= Evolution (ride) =

Large thrill ride

A Fabbri evolution in action

Evolution is a large thrill ride manufactured by FarFabbri in Italy.

It consists of four inclined pillars which support a revolving arm. On one end of the arm are some counterweights and on the other is a rotating hub which holds 10 cars. The minimum height requirement is 48 in or taller. Portable Fabbri units break down on to two trailers. Set up requires around 5–6 hours for the ride's assembly. The original ride was manufactured in 1992 by Nauta Bussink (now Ronald Bussink). Bussink built only three Evolutions. Evolution was in Mirabilandia before it was sold to Six Flags Great Adventure in 1999 and relocated to Six Flags St. Louis during the 2002 off-season. The second one, dubbed Imperator, was sold to a showman in China. The third is in storage in the Netherlands.

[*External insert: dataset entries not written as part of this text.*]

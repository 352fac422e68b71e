//! In-memory aggregation between flushes.
//!
//! Request counts key on `(user, second, category)` where the second is
//! the floor of the wall clock at arrival: two events landing 200 ms
//! apart inside one second must merge, two events straddling a second
//! boundary must not. Byte counts accumulate per `(user, direction)`;
//! active-request samples overwrite per compound key.

use std::collections::{HashMap, HashSet};
use std::hash::{Hash, Hasher};
use std::time::Instant;
use weir_model::keys;
use weir_model::{Direction, UserKey};
use weir_proto::EdgeEvent;

/// Aggregation key for one user's count of one category (verb or
/// operation class) in one wall-clock second.
#[derive(Debug, Clone)]
pub struct CmdKey {
	user: UserKey,
	stamp_ms: u64,
	category: String,
}

impl CmdKey {
	#[must_use]
	pub fn new(user: UserKey, category: String, stamp_ms: u64) -> Self {
		Self { user, stamp_ms, category }
	}

	#[must_use]
	pub const fn sec(&self) -> u64 {
		self.stamp_ms / 1_000
	}
}

// Equality and hash deliberately ignore the sub-second remainder.
impl PartialEq for CmdKey {
	fn eq(&self, other: &Self) -> bool {
		self.user == other.user && self.sec() == other.sec() && self.category == other.category
	}
}

impl Eq for CmdKey {}

impl Hash for CmdKey {
	fn hash<H: Hasher>(&self, state: &mut H) {
		self.user.hash(state);
		self.sec().hash(state);
		self.category.hash(state);
	}
}

pub struct Aggregates {
	commands: HashMap<CmdKey, u64>,
	bytes: HashMap<(UserKey, Direction), u64>,
	active: HashMap<String, u64>,
	pending_updates: usize,
	last_flush: Instant,
}

impl Aggregates {
	#[must_use]
	pub fn new() -> Self {
		Self {
			commands: HashMap::new(),
			bytes: HashMap::new(),
			active: HashMap::new(),
			pending_updates: 0,
			last_flush: Instant::now(),
		}
	}

	/// Fold one parsed event in, stamped with arrival time.
	pub fn apply(&mut self, event: EdgeEvent, now_ms: u64, endpoint: &str) {
		match event {
			EdgeEvent::Req { user, verb, op_class, .. } => {
				*self.commands.entry(CmdKey::new(user.clone(), verb, now_ms)).or_insert(0) += 1;
				if let Some(class) = op_class {
					*self.commands.entry(CmdKey::new(user, class, now_ms)).or_insert(0) += 1;
				}
				self.pending_updates += 1;
			}
			EdgeEvent::ReqEnd { instance, user, dir, active, .. } => {
				// The trailing count in req_end is applied like a
				// sample, but nothing assumes it is monotone.
				self.active.insert(keys::conn_key(dir, &instance, &user, endpoint), active);
				self.pending_updates += 1;
			}
			EdgeEvent::DataXfer { user, dir, length, .. } => {
				*self.bytes.entry((user, dir)).or_insert(0) += length;
				self.pending_updates += 1;
			}
			EdgeEvent::ActiveReqs { instance, user, dir, active } => {
				self.active.insert(keys::conn_key(dir, &instance, &user, endpoint), active);
				self.pending_updates += 1;
			}
			EdgeEvent::Throttle { ts_usec, dir, user } => {
				tracing::debug!(user = %user, dir = %dir, ts_usec, "edge reported throttling");
			}
		}
	}

	#[must_use]
	pub fn flush_due(&self, batch_count: usize, batch_period_ms: u64) -> bool {
		self.pending_updates >= batch_count || (self.pending_updates > 0 && self.last_flush.elapsed().as_millis() >= u128::from(batch_period_ms))
	}

	#[must_use]
	pub const fn pending(&self) -> usize {
		self.pending_updates
	}

	/// Drain everything into one redis pipeline. Counter keys get one
	/// EXPIRE per distinct key per flush; active counts are plain SETs
	/// with the longer TTL.
	pub fn drain_into_pipeline(&mut self, endpoint: &str, qos_ttl: i64, conn_ttl: u64) -> (redis::Pipeline, usize) {
		let mut pipe = redis::pipe();
		let mut expired: HashSet<String> = HashSet::new();
		let mut updates = 0_usize;

		for (key, count) in self.commands.drain() {
			let redis_key = keys::verb_key(key.sec(), &key.user, endpoint);
			pipe.hincr(&redis_key, &key.category, count).ignore();
			if expired.insert(redis_key.clone()) {
				pipe.expire(&redis_key, qos_ttl).ignore();
			}
			updates += 1;
		}
		for ((user, dir), count) in self.bytes.drain() {
			let redis_key = keys::user_bnd_key(&user, endpoint);
			pipe.hincr(&redis_key, keys::bnd_field(dir), count).ignore();
			if expired.insert(redis_key.clone()) {
				pipe.expire(&redis_key, qos_ttl).ignore();
			}
			updates += 1;
		}
		for (key, count) in self.active.drain() {
			pipe.set_ex(&key, count, conn_ttl).ignore();
			updates += 1;
		}

		self.pending_updates = 0;
		self.last_flush = Instant::now();
		(pipe, updates)
	}

	/// While the store is unreachable: counter entries old enough that
	/// their TTL would already have expired them are dropped, and
	/// active-request state is dropped entirely (the edge refreshes it).
	pub fn discard_stale(&mut self, qos_ttl_secs: u64, now_ms: u64) {
		let cutoff_sec = (now_ms / 1_000).saturating_sub(qos_ttl_secs);
		let before = self.commands.len();
		self.commands.retain(|key, _| key.sec() >= cutoff_sec);
		let dropped = before - self.commands.len() + self.active.len();
		self.active.clear();
		if dropped > 0 {
			tracing::warn!(dropped, "discarded aggregates while disconnected from redis");
		}
	}
}

impl Default for Aggregates {
	fn default() -> Self {
		Self::new()
	}
}

#[cfg(test)]
mod tests {
	use super::*;
	use weir_model::InstanceId;

	fn user(key: &str) -> UserKey {
		UserKey::from_wire(key).unwrap()
	}

	fn req(key: &str, verb: &str, op_class: Option<&str>) -> EdgeEvent {
		EdgeEvent::Req {
			peer: "10.0.0.1:1".to_string(),
			user: user(key),
			verb: verb.to_string(),
			dir: Direction::Dwn,
			instance: InstanceId::new("edge-a", 8080),
			active: 1,
			op_class: op_class.map(str::to_string),
		}
	}

	#[test]
	fn test_cmd_key_ignores_subsecond_jitter() {
		let a = CmdKey::new(user("common"), "GET".to_string(), 5_000_100);
		let b = CmdKey::new(user("common"), "GET".to_string(), 5_000_900);
		assert_eq!(a, b);

		let mut map = HashMap::new();
		map.insert(a, 1_u64);
		assert!(map.contains_key(&b));
	}

	#[test]
	fn test_cmd_key_distinguishes_seconds_and_categories() {
		let base = CmdKey::new(user("common"), "GET".to_string(), 5_000_900);
		assert_ne!(base, CmdKey::new(user("common"), "GET".to_string(), 5_001_000));
		assert_ne!(base, CmdKey::new(user("common"), "PUT".to_string(), 5_000_900));
		assert_ne!(base, CmdKey::new(user("OTHERUSER"), "GET".to_string(), 5_000_900));
	}

	#[test]
	fn test_req_counts_merge_within_a_second() {
		let mut agg = Aggregates::new();
		agg.apply(req("common", "GET", None), 5_000_100, "ep");
		agg.apply(req("common", "GET", None), 5_000_800, "ep");
		agg.apply(req("common", "GET", None), 5_001_200, "ep");
		assert_eq!(agg.commands.len(), 2);
		assert_eq!(agg.pending(), 3);
	}

	#[test]
	fn test_op_class_counts_alongside_verb() {
		let mut agg = Aggregates::new();
		agg.apply(req("common", "GET", Some("LISTBUCKETS")), 5_000_000, "ep");
		let verb_count = agg.commands.get(&CmdKey::new(user("common"), "GET".to_string(), 5_000_000));
		let class_count = agg.commands.get(&CmdKey::new(user("common"), "LISTBUCKETS".to_string(), 5_000_000));
		assert_eq!(verb_count, Some(&1));
		assert_eq!(class_count, Some(&1));
	}

	#[test]
	fn test_active_samples_overwrite() {
		let mut agg = Aggregates::new();
		let sample = |active| EdgeEvent::ActiveReqs {
			instance: InstanceId::new("edge-a", 8080),
			user: user("common"),
			dir: Direction::Up,
			active,
		};
		agg.apply(sample(3), 5_000_000, "ep");
		agg.apply(sample(1), 5_000_500, "ep");
		assert_eq!(agg.active.len(), 1);
		assert_eq!(agg.active.values().next(), Some(&1));
	}

	#[test]
	fn test_drain_produces_one_expire_per_key() {
		let mut agg = Aggregates::new();
		agg.apply(req("common", "GET", None), 5_000_100, "ep");
		agg.apply(req("common", "PUT", None), 5_000_200, "ep");
		agg.apply(
			EdgeEvent::DataXfer {
				peer: "10.0.0.1:1".to_string(),
				user: user("common"),
				dir: Direction::Dwn,
				length: 4_096,
			},
			5_000_300,
			"ep",
		);

		let (pipe, updates) = agg.drain_into_pipeline("ep", 5, 60);
		assert_eq!(updates, 3);
		// Two HINCRBYs on the same verb key share one EXPIRE; the byte
		// key gets its own pair.
		assert_eq!(pipe.cmd_iter().count(), 5);
		assert_eq!(agg.pending(), 0);
	}

	#[test]
	fn test_discard_stale_keeps_fresh_counts() {
		let mut agg = Aggregates::new();
		agg.apply(req("common", "GET", None), 5_000_000, "ep");
		agg.apply(req("common", "GET", None), 12_000_000, "ep");
		agg.apply(
			EdgeEvent::ActiveReqs {
				instance: InstanceId::new("edge-a", 8080),
				user: user("common"),
				dir: Direction::Up,
				active: 1,
			},
			12_000_000,
			"ep",
		);

		agg.discard_stale(5, 12_000_000);
		assert_eq!(agg.commands.len(), 1);
		assert!(agg.active.is_empty());
	}
}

As of right now only three Fabbri Evolutions travel in the U.S. One is owned by independent carnival operator Bishop Amusement Rides of San Antonio, Texas and travels with Ray Cammack Shows. The second Evolution is owned by Butler Amusements of Fairfield, California, and the third Evolution is Owned by Fantasilandia in Santiago, Chile.

==The cars==
The cars are able to tip back 90 degrees so that passengers are lying on their backs looking up. The arm makes a 360 degree rotation around its axis spinning the cars upside down to a height of 20 m. There are 4 riders per each car. The restraint is an over the head harness. Fabbri Versions have 10 cars seating 40 riders and Bussink models have 16 cars seating 64 people.

==Variations==
There are two manufacturers of the Evolution, Far Fabbri and Nauta Bussink make Evolution rides however both versions are quite different. The Fabbri ride is much smaller than the Bussink version which is some times referred to as the Giant Evolution. It has capacity for 64 passengers per ride whilst Fabbri's only seats 40 riders. When the wheel is spinning in the air, the Fabbri model will either hold the seats upside-down or face down (depending on the controls) and the Bussink model will actually hold riders right-side up when the wheel is at the top.

==Rotations==
Bussink Evolutions will normally only circuit once around like the Xcalibur at Six Flags St. Louis made by Bussink, while Fabbri versions will circuit around multiple times depending on the operator.

==Incidents==
On March 14, 2003, an Evolution ride owned by Jerry Payne, collapsed at a Fair at the Regency Square Mall in Jacksonville, Florida. 3 people suffered only minor injuries. A police spokesman says the ride appeared to give way at its base as it was coming to a stop.

In May 2006, an Evolution ride at Great Yarmouth Pleasure Beach was stuck upside down for seven minutes.

In August 2011 a 12-year-old boy fell 30 feet from the ride (named Excaliber 2) at Camelot Theme Park in Lancashire, UK. He survived after hospital treatment. The park is now closed but the ride has been resurrected at Pleasureland Southport.

==Names==
Other names for the Fabbri Versions include Discovery, Excalibur, Excalibur 2, Terroriser, Obliterator, Superman (at Ulten castle) and Circulator. The Bussink version has also been named Xcalibur, Evolution and Imperator. The Bussink version is a pretty rare attraction as there are only three produced. Xcalibur is located at Six Flags St. Louis (formerly operated at Six Flags Great Adventure and prior to that traveled throughout Europe before being rethemed and sent to its current location). Imperator was the second model produced. It started out traveling the fairs in Europe until it found a permanent home in Vienna's Prater Park, until 2003 when it was dismantled and sent to travel the fairs again for the next few seasons. Imperator is now sold to China and has not yet been spotted anywhere. The third model is the most mysterious as it is the least known model of the three. It is believed that the third model is in storage somewhere in the Netherlands. The Fabbri version is far more common and can be found at parks and fairs around the world.